[Work to complete] The answer must be every line from the entries below that includes "binary".

════════════════════

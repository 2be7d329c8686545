//! `Engine`: the process-wide object a binary builds once at boot. It
//! collects configuration, database connections, plugins and ad hoc routes,
//! then [`use_host()`](struct.Engine.html#method.use_host) compiles
//! everything into a [`Router`](struct.Router.html) a host-framework adapter
//! mounts as a single catch-all handler.
//!
//! The original this crate generalises kept a process-wide registry of
//! named adapters, picked by name at boot. That indirection has no
//! counterpart here: a binary already knows, at compile time, which single
//! host framework crate it links against, so `Engine` carries no adapter at
//! all -- the adapter crate's own `mount()`-style helper is handed the
//! `Router` `use_host()` produces, instead of `Engine` holding a `Box<dyn
//! Adapter>` it would have no type-safe way to call anyway (different
//! adapters have different `Request`/`Response` associated types).
//!
use crate::app::{App, Handler};
use crate::config::Config;
use crate::context::Context;
use crate::database::DatabaseIf;
use crate::generator::{Generator, GeneratorRegistry};
use crate::path::{param_names, Method};
use crate::plugin::{Plugin, Services};
use crate::render::TemplEngIf;
use crate::trie::Trie;
use crate::Error;
use std::collections::HashMap;
use std::sync::Arc;

/// A compiled route table: the trie used to find a route, and the
/// per-route handler chain plus parameter names needed to finish decoding a
/// request once a route is found.
///
pub struct Router {
    trie: Trie,
    chains: Vec<Vec<Handler>>,
    param_names: Vec<Vec<String>>,
    pub services: Services,
}

impl Router {
    /// Find the chain and build a `route_params` map (name -> captured
    /// value) for `path`/`method`. `None` if nothing matches -- the caller
    /// (an adapter) is expected to answer with 404 in that case.
    ///
    pub fn dispatch(
        &self,
        path: &str,
        method: Method,
    ) -> Option<(&[Handler], HashMap<String, String>)> {
        let matched = self.trie.find_path(path, method)?;
        let idx: usize = matched.id.parse().ok()?;
        let names = self.param_names.get(idx)?;
        let route_params = names
            .iter()
            .cloned()
            .zip(matched.params.into_iter())
            .collect();
        Some((&self.chains[idx], route_params))
    }
}

/// Accumulates configuration, plugins, and ad hoc routes for one process,
/// then compiles them into a [`Router`](struct.Router.html).
///
pub struct Engine {
    config: Option<Config>,
    databases: HashMap<String, DatabaseIf>,
    template: Option<TemplEngIf>,
    authenticate: Option<Arc<dyn Fn(&str, &str) -> bool + Send + Sync>>,
    plugins: Vec<Box<dyn Plugin>>,
    generators: GeneratorRegistry,
    display_filters: Vec<Arc<dyn Fn(&str) -> String + Send + Sync>>,
    extra_routes: App,
}

impl Engine {
    pub fn new() -> Self {
        Self {
            config: None,
            databases: HashMap::new(),
            template: None,
            authenticate: None,
            plugins: Vec::new(),
            generators: GeneratorRegistry::new(),
            display_filters: Vec::new(),
            extra_routes: App::new(),
        }
    }

    pub fn add_config(&mut self, config: Config) -> &mut Self {
        self.config = Some(config);
        self
    }

    pub fn add_config_from_json(&mut self, json: &str) -> Result<&mut Self, Error> {
        self.config = Some(Config::from_json(json)?);
        Ok(self)
    }

    /// Register a named database connection, looked up by plugins through
    /// [`Services::database()`](../plugin/struct.Services.html#method.database).
    /// The empty name (`""`) is the default connection.
    ///
    pub fn add_database(&mut self, name: impl Into<String>, db: DatabaseIf) -> &mut Self {
        self.databases.insert(name.into(), db);
        self
    }

    pub fn set_template(&mut self, engine: TemplEngIf) -> &mut Self {
        self.template = Some(engine);
        self
    }

    /// Wire in the credential check `/login`'s handler delegates to. Leaving
    /// this unset means every login attempt fails closed.
    ///
    pub fn set_authenticator(
        &mut self,
        f: Arc<dyn Fn(&str, &str) -> bool + Send + Sync>,
    ) -> &mut Self {
        self.authenticate = Some(f);
        self
    }

    pub fn add_plugin(&mut self, plugin: Box<dyn Plugin>) -> &mut Self {
        self.plugins.push(plugin);
        self
    }

    pub fn add_plugins(&mut self, plugins: Vec<Box<dyn Plugin>>) -> &mut Self {
        self.plugins.extend(plugins);
        self
    }

    pub fn add_generator(&mut self, name: impl Into<String>, generator: Generator) -> &mut Self {
        self.generators.register(name, generator);
        self
    }

    pub fn add_generators(&mut self, generators: HashMap<String, Generator>) -> &mut Self {
        self.generators.register_all(generators);
        self
    }

    /// Escape every display cell's text as plain text before rendering --
    /// the blunt, always-correct filter; prefer this over
    /// [`add_display_filter_xss_js_filter()`
    /// ](#method.add_display_filter_xss_js_filter) unless a field
    /// deliberately returns markup.
    ///
    pub fn add_display_filter_xss_filter(&mut self) -> &mut Self {
        self.display_filters
            .push(Arc::new(|s: &str| v_htmlescape::escape(s).to_string()));
        self
    }

    /// Strip `<script` (case-insensitively) rather than escaping everything
    /// -- for fields that legitimately contain other markup.
    ///
    pub fn add_display_filter_xss_js_filter(&mut self) -> &mut Self {
        self.display_filters.push(Arc::new(|s: &str| {
            let lower = s.to_ascii_lowercase();
            if lower.contains("<script") {
                s.replace("<script", "&lt;script").replace("</script", "&lt;/script")
            } else {
                s.to_string()
            }
        }));
        self
    }

    /// Register an ad hoc route outside the generated CRUD surface -- a
    /// custom dashboard widget, a health check, anything a plugin's
    /// generator-driven routes don't cover.
    ///
    pub fn html(&mut self, method: Method, path: &str, handler: Handler) -> &mut Self {
        match method {
            Method::Get => {
                self.extra_routes.get(path, handler);
            }
            Method::Post => {
                self.extra_routes.post(path, handler);
            }
            Method::Put => {
                self.extra_routes.put(path, handler);
            }
            Method::Delete => {
                self.extra_routes.delete(path, handler);
            }
            Method::Patch => {
                self.extra_routes.patch(path, handler);
            }
            _ => {
                self.extra_routes.any(path, handler);
            }
        }
        self
    }

    /// The filters registered via [`add_display_filter_xss_filter()`
    /// ](#method.add_display_filter_xss_filter) /
    /// [`add_display_filter_xss_js_filter()`
    /// ](#method.add_display_filter_xss_js_filter), applied in registration
    /// order.
    ///
    pub fn display_filters(&self) -> &[Arc<dyn Fn(&str) -> String + Send + Sync>] {
        &self.display_filters
    }

    /// The generators registered directly or via a plugin's
    /// [`init_plugin()`](../plugin/trait.Plugin.html#method.init_plugin).
    ///
    pub fn generators(&self) -> &GeneratorRegistry {
        &self.generators
    }

    /// Finalize configuration: build the [`Services`](../plugin/struct.Services.html)
    /// bag, initialise every registered plugin against it, merge their
    /// routes with the ad hoc ones, and compile the result into a
    /// [`Router`](struct.Router.html) ready for an adapter to mount.
    ///
    /// Fails with [`Error::ConfigurationMissing`
    /// ](../error/enum.Error.html#variant.ConfigurationMissing) if no
    /// configuration was ever set.
    ///
    pub fn use_host(mut self) -> Result<Router, Error> {
        let config = self
            .config
            .take()
            .ok_or_else(|| Error::ConfigurationMissing("no Config set".to_string()))?;
        let authenticate =
            self.authenticate.take().unwrap_or_else(|| Arc::new(|_: &str, _: &str| false));
        let services = Services::new(
            std::mem::take(&mut self.databases),
            self.template.take(),
            authenticate,
            Arc::new(config),
            self.generators.clone(),
        );

        let mut merged = App::new();
        for plugin in self.plugins.iter_mut() {
            let app = plugin.init_plugin(&services)?;
            merged.merge(app);
        }
        merged.merge(self.extra_routes);

        let (trie, chains) = merged.build();
        let param_names = merged
            .route_patterns()
            .iter()
            .map(|pattern| param_names(pattern))
            .collect();
        Ok(Router { trie, chains, param_names, services })
    }
}

impl Default for Engine {
    fn default() -> Self {
        Self::new()
    }
}

/// Run `chain` to completion against a fresh [`Context`](../context/struct.Context.html)
/// built from `request` and `session` -- the loop an adapter's per-request
/// glue follows after [`Router::dispatch()`](struct.Router.html#method.dispatch)
/// finds a match.
///
pub fn run_chain(
    request: crate::context::RequestData,
    session: crate::session::SessionIf,
    chain: Vec<Handler>,
) -> Context {
    let mut ctx = Context::new(request, session, chain);
    if let Err(e) = ctx.run() {
        ctx.set_error(e);
    }
    ctx
}

#[cfg(test)]
mod tests {
    use super::*;
    use crate::context::RequestData;
    use crate::database::NullConn;
    use crate::session::MemorySessionStore;
    use std::sync::Mutex;

    struct StubPlugin;
    impl Plugin for StubPlugin {
        fn name(&self) -> &str {
            "stub"
        }
        fn init_plugin(&mut self, _services: &Services) -> Result<App, Error> {
            let mut app = App::new();
            app.get(
                "/admin/info/:table",
                Arc::new(|c: &mut Context| {
                    c.response.set_body(c.request.route_params.get("table").cloned().unwrap_or_default());
                }),
            );
            Ok(app)
        }
    }

    #[test]
    fn use_host_fails_without_config() {
        let engine = Engine::new();
        assert!(matches!(engine.use_host(), Err(Error::ConfigurationMissing(_))));
    }

    #[test]
    fn use_host_merges_plugin_routes_and_dispatches() {
        let mut engine = Engine::new();
        engine.add_config(Config::default());
        engine.add_database("", DatabaseIf::new(Arc::new(NullConn)));
        engine.add_plugin(Box::new(StubPlugin));
        let router = engine.use_host().unwrap();

        let (chain, route_params) =
            router.dispatch("/admin/info/widgets", Method::Get).unwrap();
        assert_eq!(route_params.get("table"), Some(&"widgets".to_string()));

        let mut request = RequestData::default();
        request.route_params = route_params;
        let session = crate::session::SessionIf::new(Arc::new(MemorySessionStore::new()));
        let mut ctx = Context::new(request, session, chain.to_vec());
        ctx.run().unwrap();
        assert_eq!(ctx.response.body, b"widgets".to_vec());
    }

    #[test]
    fn html_registers_ad_hoc_routes_alongside_plugins() {
        let mut engine = Engine::new();
        engine.add_config(Config::default());
        let log = Arc::new(Mutex::new(Vec::new()));
        let l = log.clone();
        engine.html(
            Method::Get,
            "/healthz",
            Arc::new(move |_c: &mut Context| {
                l.lock().unwrap().push("hit");
            }),
        );
        let router = engine.use_host().unwrap();
        assert!(router.dispatch("/healthz", Method::Get).is_some());
    }
}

════════════════════

[Written reply]
//! `Engine`: the process-wide object a binary builds once at boot. It
//! counterpart here: a binary already knows, at compile time, which single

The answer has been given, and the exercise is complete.